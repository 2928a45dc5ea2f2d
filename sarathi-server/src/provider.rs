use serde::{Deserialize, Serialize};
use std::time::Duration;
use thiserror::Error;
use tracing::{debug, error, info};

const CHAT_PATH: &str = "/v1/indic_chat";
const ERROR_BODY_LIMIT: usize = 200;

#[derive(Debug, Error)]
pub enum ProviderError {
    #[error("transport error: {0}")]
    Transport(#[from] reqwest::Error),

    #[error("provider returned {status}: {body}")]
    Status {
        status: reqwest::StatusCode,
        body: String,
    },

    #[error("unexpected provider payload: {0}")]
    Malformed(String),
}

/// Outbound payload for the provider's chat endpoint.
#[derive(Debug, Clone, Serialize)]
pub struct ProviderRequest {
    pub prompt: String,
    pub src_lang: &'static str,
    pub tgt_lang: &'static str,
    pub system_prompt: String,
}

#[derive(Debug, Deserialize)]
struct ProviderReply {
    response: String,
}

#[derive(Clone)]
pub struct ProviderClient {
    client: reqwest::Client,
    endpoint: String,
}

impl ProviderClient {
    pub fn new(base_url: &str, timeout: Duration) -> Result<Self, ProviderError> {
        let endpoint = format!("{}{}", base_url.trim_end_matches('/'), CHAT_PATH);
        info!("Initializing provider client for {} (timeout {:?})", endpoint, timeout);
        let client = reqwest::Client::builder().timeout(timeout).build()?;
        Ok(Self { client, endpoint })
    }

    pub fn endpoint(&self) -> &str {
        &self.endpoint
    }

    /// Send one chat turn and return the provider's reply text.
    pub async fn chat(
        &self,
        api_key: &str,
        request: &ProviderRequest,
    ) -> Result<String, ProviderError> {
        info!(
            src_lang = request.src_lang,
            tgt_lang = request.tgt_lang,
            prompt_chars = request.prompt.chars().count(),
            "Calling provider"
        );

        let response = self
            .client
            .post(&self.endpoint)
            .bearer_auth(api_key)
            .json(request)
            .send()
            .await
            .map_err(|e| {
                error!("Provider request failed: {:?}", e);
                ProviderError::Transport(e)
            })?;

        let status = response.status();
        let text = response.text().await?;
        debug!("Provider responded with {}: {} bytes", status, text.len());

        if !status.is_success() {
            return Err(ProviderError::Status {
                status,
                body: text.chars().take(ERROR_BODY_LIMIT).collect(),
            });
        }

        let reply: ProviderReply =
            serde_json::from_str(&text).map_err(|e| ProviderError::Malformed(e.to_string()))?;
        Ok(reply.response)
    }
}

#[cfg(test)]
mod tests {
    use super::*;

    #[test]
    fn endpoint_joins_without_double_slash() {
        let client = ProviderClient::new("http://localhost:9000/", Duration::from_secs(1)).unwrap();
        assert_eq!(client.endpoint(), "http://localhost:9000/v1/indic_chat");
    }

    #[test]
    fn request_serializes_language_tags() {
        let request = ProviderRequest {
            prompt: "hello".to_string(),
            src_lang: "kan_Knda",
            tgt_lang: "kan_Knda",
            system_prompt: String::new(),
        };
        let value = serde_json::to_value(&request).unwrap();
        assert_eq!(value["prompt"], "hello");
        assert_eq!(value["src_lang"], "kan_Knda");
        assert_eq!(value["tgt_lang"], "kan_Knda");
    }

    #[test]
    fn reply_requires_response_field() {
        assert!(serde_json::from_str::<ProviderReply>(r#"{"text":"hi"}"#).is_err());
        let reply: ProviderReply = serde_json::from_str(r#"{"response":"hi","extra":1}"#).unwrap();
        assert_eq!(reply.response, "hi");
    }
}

=====

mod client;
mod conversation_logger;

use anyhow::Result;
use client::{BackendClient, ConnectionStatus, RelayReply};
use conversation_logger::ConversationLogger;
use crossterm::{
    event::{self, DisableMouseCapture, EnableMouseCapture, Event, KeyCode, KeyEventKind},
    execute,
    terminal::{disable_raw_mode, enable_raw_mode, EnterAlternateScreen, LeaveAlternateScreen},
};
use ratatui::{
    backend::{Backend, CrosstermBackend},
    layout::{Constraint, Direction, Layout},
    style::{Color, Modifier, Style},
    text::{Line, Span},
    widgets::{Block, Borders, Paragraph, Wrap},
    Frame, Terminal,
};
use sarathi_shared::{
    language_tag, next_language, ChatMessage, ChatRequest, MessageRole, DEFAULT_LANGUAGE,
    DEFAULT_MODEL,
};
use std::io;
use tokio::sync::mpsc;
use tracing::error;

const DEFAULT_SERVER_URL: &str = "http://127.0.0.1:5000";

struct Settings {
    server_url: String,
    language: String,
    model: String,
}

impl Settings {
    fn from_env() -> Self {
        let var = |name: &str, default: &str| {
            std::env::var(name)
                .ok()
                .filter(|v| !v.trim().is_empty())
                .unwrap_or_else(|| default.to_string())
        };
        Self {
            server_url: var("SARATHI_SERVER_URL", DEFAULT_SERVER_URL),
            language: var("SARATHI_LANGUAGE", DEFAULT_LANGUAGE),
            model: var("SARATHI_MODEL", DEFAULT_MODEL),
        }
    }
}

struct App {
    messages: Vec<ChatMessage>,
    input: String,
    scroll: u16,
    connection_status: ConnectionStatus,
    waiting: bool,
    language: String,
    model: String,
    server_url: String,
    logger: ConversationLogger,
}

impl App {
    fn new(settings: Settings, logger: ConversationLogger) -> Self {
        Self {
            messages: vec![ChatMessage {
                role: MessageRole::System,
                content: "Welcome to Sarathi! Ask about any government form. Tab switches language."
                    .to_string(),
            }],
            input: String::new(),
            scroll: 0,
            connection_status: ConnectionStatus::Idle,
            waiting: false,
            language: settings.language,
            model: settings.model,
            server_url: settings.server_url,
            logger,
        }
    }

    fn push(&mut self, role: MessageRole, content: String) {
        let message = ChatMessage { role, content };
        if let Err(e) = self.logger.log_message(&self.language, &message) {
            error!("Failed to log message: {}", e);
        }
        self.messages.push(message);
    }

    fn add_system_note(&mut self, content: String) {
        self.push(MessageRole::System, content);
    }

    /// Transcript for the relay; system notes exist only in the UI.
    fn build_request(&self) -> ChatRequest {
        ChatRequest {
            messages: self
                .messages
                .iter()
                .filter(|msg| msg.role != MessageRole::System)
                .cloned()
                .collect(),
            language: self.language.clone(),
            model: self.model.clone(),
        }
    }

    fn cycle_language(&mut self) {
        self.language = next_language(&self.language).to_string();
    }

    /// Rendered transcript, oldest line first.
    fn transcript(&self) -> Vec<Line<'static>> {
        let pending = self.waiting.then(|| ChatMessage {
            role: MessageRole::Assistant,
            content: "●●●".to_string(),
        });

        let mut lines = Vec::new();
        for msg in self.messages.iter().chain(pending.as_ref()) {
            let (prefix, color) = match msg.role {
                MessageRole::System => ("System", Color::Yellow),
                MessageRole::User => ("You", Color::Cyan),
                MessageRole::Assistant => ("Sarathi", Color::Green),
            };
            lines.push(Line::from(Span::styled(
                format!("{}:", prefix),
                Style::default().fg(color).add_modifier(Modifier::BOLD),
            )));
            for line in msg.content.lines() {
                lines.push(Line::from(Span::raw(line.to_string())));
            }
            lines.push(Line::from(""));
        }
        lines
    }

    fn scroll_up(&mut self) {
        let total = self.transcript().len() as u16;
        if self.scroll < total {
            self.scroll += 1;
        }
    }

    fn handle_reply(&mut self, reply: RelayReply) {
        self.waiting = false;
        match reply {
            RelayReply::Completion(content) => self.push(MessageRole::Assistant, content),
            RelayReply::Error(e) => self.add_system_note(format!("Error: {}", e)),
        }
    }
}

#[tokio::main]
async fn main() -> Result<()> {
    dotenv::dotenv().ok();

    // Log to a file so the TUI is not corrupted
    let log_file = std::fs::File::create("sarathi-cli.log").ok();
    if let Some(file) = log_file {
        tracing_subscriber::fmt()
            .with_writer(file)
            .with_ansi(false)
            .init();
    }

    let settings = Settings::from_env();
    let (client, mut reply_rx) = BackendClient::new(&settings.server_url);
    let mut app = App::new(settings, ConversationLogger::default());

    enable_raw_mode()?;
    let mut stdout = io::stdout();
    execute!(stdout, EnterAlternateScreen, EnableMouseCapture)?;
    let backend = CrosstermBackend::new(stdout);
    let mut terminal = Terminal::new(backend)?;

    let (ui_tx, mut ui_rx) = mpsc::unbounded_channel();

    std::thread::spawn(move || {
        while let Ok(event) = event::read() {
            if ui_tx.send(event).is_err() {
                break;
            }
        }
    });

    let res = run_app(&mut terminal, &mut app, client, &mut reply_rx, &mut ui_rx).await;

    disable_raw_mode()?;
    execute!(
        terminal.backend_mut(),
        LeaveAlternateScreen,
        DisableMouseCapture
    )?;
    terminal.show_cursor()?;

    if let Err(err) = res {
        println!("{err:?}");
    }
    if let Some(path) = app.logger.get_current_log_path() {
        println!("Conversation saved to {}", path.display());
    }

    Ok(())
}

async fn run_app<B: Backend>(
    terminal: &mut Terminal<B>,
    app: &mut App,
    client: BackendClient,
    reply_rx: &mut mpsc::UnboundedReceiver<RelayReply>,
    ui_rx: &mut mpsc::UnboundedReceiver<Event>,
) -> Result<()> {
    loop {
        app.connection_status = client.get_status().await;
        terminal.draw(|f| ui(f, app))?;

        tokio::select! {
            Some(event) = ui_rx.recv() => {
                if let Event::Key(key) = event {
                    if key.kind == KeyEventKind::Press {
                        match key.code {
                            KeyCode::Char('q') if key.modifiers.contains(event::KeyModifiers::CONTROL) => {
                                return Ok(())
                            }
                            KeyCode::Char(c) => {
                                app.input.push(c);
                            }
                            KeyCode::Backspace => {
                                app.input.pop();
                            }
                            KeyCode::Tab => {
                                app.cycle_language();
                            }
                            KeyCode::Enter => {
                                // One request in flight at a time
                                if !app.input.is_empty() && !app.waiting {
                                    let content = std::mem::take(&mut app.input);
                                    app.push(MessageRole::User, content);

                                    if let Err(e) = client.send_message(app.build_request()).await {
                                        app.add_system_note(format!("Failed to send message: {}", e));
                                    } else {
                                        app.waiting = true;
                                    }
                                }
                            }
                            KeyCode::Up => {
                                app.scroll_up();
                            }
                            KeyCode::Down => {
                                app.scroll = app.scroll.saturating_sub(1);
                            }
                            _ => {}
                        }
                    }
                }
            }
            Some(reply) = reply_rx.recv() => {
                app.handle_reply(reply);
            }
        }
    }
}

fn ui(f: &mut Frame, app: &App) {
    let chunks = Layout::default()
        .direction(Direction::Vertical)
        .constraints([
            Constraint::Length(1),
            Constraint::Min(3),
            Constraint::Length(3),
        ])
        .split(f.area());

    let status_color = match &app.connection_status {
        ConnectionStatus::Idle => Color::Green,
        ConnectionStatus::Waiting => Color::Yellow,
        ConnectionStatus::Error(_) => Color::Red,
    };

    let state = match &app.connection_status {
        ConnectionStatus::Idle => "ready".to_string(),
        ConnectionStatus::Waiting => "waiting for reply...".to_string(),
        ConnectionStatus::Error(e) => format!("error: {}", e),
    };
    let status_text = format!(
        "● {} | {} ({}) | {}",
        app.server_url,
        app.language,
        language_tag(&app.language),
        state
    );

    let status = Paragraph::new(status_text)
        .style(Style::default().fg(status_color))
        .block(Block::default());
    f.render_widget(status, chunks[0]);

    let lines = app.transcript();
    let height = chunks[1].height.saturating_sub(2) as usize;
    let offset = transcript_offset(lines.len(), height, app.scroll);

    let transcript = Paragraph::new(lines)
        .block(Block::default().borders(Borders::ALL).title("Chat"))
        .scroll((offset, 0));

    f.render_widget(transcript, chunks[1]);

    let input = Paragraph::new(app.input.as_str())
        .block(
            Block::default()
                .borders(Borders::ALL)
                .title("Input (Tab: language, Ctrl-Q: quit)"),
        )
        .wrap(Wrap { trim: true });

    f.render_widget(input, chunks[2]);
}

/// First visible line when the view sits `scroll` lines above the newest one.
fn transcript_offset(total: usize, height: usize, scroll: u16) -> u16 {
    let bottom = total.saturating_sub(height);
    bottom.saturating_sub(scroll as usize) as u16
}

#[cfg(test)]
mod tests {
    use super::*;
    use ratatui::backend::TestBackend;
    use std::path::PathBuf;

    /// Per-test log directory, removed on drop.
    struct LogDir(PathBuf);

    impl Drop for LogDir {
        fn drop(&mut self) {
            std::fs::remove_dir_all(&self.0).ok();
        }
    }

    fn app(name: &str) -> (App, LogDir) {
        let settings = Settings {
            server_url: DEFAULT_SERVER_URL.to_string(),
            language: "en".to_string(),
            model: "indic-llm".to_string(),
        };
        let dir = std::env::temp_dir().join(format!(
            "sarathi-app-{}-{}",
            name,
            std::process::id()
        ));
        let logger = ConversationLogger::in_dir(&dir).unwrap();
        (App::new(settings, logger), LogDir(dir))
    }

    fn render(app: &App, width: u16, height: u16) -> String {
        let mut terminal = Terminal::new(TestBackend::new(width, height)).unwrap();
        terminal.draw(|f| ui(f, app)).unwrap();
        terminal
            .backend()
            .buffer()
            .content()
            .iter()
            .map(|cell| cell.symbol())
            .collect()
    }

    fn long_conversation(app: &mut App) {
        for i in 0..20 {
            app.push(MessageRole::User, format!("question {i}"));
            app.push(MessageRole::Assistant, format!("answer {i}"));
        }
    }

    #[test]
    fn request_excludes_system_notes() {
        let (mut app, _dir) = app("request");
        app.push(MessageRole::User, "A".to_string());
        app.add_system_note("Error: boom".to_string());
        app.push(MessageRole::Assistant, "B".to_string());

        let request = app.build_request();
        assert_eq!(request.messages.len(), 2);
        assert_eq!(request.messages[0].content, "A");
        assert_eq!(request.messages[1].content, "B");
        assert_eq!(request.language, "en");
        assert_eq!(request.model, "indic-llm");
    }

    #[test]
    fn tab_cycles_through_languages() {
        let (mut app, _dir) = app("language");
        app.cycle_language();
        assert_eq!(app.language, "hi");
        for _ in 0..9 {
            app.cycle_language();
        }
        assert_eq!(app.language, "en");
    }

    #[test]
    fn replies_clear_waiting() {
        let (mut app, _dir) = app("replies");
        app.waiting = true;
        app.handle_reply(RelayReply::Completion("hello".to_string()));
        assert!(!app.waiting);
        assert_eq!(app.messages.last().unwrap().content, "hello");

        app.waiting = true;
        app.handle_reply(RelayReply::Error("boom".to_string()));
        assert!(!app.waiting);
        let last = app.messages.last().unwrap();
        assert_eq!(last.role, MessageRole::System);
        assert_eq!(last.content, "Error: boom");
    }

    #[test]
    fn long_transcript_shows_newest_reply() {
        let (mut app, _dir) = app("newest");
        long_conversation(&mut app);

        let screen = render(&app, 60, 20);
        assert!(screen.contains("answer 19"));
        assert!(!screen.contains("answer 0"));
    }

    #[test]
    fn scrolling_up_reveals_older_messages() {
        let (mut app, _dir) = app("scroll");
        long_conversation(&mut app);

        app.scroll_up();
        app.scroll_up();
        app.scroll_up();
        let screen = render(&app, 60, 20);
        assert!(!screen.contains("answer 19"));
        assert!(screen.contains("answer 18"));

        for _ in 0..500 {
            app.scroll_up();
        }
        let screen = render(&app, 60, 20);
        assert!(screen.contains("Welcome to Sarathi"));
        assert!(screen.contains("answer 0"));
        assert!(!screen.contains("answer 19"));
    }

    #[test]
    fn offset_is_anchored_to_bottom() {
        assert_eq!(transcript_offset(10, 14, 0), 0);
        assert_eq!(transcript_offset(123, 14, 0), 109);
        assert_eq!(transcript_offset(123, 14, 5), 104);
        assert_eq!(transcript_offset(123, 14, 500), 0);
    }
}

=====

Lines that contain "ProviderReply" are the result; find them in the entries above and copy each one.

• _Final answer_
struct ProviderReply {
        let reply: ProviderReply =
        assert!(serde_json::from_str::<ProviderReply>(r#"{"text":"hi"}"#).is_err());
        let reply: ProviderReply = serde_json::from_str(r#"{"response":"hi","extra":1}"#).unwrap();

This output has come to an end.